• **Assignment**: Transcribe every record exactly.
Start of Provided material
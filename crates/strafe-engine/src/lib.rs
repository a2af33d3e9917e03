//! Fixed-timestep strafe sync engine.
//!
//! Provides [`StrafeEngine`], which samples the shared input snapshot at a
//! fixed tick rate, classifies every tick, keeps a bounded ring of
//! classified ticks, derives the rolling sync percentage, and renders
//! the history once per display frame. [`FrameDriver`] runs an engine on
//! a dedicated display-frame thread for hosts without their own frame
//! callback.
//!
//! # Frame flow
//!
//! ```text
//! input layer ──► SharedInput
//!                     │ sample() once per tick
//! frame(now) ──► SimulationClock ──► n × TickHistory::record_tick
//!                                        │ SyncChanged / Progress events
//!                                        ▼
//!                Renderer::render(surface, ring oldest→newest)
//! ```

#![deny(missing_docs)]
#![deny(rustdoc::broken_intra_doc_links)]
#![forbid(unsafe_code)]

pub mod aggregator;
pub mod clock;
pub mod config;
pub mod driver;
pub mod engine;
pub mod events;
pub mod history;
pub mod metrics;
pub mod ring;

pub use aggregator::SyncAggregator;
pub use clock::SimulationClock;
pub use config::{ConfigError, DriverConfig, EngineConfig, PlotTransform};
pub use driver::{DriverCommand, DriverError, DriverReport, FrameDriver};
pub use engine::{EngineState, StrafeEngine};
pub use events::{EngineEvent, EVENT_QUEUE_CAPACITY, PROGRESS_INTERVAL};
pub use history::{TickHistory, TickOutcome};
pub use metrics::FrameMetrics;
pub use ring::TickRing;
End of Provided material
• **Output of the exercise**:
filename crates/strafe-engine/src/lib.rs
repository a2af33d3e9917e03
//! Fixed-timestep strafe sync engine.
//!
//! Provides [`StrafeEngine`], which samples the shared input snapshot at a
//! fixed tick rate, classifies every tick, keeps a bounded ring of
//! classified ticks, derives the rolling sync percentage, and renders
//! the history once per display frame. [`FrameDriver`] runs an engine on
//! a dedicated display-frame thread for hosts without their own frame
//! callback.
//!
//! # Frame flow
//!
//! ```text
//! input layer ──► SharedInput
//!                     │ sample() once per tick
//! frame(now) ──► SimulationClock ──► n × TickHistory::record_tick
//!                                        │ SyncChanged / Progress events
//!                                        ▼
//!                Renderer::render(surface, ring oldest→newest)
//! ```

#![deny(missing_docs)]
#![deny(rustdoc::broken_intra_doc_links)]
#![forbid(unsafe_code)]

pub mod aggregator;
pub mod clock;
pub mod config;
pub mod driver;
pub mod engine;
pub mod events;
pub mod history;
pub mod metrics;
pub mod ring;

pub use aggregator::SyncAggregator;
pub use clock::SimulationClock;
pub use config::{ConfigError, DriverConfig, EngineConfig, PlotTransform};
pub use driver::{DriverCommand, DriverError, DriverReport, FrameDriver};
pub use engine::{EngineState, StrafeEngine};
pub use events::{EngineEvent, EVENT_QUEUE_CAPACITY, PROGRESS_INTERVAL};
pub use history::{TickHistory, TickOutcome};
pub use metrics::FrameMetrics;
pub use ring::TickRing;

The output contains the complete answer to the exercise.